__How to complete this task__
When a line in the data below includes "hello", pick it out and copy it.

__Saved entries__
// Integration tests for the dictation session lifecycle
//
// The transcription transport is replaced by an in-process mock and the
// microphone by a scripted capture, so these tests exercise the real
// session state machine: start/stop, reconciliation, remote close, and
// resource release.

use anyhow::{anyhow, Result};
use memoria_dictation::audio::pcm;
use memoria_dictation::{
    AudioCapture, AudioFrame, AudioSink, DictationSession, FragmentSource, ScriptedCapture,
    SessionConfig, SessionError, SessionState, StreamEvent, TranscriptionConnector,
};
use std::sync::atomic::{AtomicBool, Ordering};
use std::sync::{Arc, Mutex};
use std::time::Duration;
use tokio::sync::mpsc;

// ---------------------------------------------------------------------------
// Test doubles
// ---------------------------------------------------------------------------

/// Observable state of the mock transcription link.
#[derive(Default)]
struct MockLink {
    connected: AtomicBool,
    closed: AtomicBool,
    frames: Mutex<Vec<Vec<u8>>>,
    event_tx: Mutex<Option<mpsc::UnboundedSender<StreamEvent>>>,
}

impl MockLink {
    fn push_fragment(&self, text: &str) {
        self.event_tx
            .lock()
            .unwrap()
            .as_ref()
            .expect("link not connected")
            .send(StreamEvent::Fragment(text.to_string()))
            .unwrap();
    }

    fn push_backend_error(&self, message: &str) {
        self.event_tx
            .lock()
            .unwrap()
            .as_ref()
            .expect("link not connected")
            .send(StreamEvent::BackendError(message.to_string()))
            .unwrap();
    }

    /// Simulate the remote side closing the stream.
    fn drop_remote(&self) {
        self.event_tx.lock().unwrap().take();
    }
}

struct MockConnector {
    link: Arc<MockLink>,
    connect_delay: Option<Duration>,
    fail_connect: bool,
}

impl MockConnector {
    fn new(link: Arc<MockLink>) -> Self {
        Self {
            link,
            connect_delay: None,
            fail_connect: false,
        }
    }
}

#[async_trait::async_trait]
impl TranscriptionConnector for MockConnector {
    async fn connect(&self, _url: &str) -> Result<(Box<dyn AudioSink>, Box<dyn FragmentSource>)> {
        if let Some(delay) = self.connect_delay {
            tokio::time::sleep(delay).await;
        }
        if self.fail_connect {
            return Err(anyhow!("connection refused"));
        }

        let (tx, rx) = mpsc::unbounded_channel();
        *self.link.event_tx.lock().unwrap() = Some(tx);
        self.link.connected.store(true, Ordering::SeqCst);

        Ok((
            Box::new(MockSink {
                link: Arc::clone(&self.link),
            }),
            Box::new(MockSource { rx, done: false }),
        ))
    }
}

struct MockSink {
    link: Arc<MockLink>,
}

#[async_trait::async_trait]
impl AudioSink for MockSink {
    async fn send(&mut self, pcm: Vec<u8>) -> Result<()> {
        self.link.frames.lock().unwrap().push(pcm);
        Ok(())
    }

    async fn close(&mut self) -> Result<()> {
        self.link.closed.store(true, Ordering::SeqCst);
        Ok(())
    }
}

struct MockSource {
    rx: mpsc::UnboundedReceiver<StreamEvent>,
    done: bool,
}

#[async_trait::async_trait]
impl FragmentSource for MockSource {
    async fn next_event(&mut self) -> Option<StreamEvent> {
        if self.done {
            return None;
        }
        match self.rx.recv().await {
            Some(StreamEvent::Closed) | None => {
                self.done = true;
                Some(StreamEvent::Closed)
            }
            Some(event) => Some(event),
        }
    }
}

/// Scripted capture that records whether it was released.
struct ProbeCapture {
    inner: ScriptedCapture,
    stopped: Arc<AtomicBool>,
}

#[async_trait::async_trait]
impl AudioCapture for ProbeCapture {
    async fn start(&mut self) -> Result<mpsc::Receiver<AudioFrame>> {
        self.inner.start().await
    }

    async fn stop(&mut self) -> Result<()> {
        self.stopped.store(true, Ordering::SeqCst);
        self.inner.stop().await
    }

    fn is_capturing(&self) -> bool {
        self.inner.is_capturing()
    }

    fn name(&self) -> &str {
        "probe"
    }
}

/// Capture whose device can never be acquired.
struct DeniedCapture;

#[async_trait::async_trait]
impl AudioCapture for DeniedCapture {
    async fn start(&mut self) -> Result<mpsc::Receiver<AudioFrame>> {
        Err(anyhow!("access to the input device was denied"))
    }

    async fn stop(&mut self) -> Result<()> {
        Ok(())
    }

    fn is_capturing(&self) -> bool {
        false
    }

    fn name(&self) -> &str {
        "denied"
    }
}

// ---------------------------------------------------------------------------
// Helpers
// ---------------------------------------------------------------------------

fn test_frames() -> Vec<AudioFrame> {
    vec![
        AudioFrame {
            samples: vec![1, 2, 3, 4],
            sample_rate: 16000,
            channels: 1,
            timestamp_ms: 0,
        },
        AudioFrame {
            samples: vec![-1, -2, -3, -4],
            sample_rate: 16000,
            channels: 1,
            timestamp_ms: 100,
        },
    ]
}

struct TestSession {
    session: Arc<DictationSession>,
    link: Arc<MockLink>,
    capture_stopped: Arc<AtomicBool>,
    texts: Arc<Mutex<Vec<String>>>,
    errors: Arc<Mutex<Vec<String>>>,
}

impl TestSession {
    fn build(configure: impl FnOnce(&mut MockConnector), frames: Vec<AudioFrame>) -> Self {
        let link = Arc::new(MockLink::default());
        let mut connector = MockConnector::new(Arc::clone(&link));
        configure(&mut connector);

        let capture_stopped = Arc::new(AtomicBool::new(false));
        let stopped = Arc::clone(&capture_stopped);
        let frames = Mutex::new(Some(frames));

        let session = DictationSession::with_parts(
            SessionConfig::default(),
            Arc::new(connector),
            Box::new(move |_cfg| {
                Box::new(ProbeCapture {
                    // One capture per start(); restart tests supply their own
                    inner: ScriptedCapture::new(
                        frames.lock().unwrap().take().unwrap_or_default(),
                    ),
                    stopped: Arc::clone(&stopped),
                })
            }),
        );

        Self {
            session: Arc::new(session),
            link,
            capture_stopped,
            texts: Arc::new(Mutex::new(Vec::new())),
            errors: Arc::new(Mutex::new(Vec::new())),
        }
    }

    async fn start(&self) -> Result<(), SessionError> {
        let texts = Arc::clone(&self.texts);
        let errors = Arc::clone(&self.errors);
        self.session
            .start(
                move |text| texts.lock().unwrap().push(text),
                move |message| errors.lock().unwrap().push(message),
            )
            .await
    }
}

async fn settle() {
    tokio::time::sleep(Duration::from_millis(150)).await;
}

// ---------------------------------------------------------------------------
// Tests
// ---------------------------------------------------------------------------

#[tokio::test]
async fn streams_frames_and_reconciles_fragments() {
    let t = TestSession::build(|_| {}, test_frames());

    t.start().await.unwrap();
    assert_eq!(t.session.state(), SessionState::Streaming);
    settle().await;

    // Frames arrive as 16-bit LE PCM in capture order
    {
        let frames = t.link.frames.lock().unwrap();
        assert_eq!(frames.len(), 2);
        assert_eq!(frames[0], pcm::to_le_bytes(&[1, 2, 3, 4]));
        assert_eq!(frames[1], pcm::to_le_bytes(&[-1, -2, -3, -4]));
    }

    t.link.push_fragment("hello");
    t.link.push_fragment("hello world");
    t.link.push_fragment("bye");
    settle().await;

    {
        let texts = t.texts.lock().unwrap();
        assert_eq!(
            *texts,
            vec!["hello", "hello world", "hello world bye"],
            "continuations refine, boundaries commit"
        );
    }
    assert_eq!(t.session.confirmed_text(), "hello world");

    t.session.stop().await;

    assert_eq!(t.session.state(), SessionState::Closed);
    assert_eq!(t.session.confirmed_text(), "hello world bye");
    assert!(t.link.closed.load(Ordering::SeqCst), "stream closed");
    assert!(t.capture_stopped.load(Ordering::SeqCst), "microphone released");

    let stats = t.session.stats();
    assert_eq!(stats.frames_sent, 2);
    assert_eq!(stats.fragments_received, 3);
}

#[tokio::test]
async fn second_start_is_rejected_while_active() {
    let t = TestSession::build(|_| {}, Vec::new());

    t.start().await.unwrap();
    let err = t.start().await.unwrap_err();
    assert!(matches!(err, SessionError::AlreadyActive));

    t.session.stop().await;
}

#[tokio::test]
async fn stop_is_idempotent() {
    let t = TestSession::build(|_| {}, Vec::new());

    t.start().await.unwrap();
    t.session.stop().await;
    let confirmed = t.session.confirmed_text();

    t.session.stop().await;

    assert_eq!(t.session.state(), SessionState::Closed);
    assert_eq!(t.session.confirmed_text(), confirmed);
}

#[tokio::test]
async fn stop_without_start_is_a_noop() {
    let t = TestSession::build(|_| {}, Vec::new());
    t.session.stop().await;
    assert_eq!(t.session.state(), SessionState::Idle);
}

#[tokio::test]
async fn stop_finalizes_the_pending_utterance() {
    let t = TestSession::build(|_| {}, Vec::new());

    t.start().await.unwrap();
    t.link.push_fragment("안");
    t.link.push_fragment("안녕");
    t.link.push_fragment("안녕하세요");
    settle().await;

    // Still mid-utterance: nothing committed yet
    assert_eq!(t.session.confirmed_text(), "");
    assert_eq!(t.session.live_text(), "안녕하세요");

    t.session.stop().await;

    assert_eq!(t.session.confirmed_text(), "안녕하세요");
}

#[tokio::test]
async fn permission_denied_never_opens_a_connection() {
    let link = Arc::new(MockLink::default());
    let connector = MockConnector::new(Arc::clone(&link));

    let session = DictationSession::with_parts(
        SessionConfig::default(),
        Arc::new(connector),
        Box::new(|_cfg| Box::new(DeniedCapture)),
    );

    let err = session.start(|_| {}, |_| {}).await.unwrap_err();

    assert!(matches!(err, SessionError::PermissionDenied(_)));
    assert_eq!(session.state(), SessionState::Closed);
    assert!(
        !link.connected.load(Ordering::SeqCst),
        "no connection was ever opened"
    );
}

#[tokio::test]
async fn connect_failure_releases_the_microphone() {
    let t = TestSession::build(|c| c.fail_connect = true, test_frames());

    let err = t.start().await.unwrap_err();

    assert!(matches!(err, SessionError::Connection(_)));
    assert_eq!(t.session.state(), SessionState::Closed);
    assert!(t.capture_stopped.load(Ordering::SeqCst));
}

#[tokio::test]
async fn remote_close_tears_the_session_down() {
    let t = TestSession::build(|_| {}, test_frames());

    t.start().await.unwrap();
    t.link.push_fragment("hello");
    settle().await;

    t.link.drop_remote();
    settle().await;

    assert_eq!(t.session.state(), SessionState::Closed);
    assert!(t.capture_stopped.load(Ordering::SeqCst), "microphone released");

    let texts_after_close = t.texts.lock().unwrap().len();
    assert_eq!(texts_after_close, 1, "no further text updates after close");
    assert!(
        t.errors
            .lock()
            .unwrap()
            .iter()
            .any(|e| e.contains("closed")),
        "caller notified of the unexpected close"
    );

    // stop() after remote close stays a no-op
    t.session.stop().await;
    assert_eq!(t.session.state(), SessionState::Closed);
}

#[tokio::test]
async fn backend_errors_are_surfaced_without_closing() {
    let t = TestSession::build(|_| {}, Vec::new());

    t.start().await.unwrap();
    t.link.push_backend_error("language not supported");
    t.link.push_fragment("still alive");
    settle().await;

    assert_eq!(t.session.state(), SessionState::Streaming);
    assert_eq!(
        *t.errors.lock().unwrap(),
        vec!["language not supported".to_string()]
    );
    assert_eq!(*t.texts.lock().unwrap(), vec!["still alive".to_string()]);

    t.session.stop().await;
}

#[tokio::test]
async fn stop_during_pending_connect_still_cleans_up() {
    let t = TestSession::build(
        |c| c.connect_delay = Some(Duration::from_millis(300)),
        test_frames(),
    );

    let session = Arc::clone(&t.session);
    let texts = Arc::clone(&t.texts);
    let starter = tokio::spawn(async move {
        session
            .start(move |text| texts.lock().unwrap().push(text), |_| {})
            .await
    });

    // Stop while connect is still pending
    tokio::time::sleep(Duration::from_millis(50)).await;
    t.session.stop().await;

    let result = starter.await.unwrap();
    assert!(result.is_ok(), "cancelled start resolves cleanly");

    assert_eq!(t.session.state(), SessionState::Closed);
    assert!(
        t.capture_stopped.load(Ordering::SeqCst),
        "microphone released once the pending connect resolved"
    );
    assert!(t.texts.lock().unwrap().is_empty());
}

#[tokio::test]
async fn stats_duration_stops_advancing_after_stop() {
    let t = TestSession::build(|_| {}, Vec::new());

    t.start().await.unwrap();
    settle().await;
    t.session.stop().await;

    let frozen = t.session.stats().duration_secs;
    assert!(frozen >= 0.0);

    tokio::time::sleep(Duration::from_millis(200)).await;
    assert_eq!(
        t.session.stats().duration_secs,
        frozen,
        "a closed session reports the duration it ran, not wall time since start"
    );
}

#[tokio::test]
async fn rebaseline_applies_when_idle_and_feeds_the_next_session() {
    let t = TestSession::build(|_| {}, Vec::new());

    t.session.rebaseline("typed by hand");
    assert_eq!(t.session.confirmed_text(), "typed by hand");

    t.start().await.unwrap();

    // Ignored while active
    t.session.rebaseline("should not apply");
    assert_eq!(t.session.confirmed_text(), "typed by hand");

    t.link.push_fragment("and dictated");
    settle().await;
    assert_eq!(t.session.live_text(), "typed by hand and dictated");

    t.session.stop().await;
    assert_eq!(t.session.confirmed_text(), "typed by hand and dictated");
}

* * *

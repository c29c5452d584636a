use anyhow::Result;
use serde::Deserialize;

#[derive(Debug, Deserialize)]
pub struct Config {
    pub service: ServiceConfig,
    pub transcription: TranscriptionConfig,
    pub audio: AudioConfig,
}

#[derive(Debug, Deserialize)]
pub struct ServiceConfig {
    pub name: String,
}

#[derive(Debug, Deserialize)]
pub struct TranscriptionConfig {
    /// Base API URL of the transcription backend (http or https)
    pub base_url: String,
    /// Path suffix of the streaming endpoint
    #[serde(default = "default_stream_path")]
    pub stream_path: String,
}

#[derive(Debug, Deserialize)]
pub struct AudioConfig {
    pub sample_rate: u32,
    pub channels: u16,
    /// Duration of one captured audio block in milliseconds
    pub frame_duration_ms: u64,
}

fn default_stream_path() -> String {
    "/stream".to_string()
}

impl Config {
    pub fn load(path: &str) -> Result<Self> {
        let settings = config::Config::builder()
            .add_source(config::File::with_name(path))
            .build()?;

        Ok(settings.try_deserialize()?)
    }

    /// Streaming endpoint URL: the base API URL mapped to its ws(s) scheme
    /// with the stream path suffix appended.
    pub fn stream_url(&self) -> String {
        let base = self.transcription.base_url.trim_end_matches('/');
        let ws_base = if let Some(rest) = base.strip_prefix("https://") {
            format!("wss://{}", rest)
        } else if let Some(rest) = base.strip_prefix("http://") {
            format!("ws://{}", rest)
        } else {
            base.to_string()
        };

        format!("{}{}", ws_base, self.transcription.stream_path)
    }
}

__Solution__
    t.link.push_fragment("hello");
    t.link.push_fragment("hello world");
            vec!["hello", "hello world", "hello world bye"],
    assert_eq!(t.session.confirmed_text(), "hello world");
    assert_eq!(t.session.confirmed_text(), "hello world bye");
    t.link.push_fragment("hello");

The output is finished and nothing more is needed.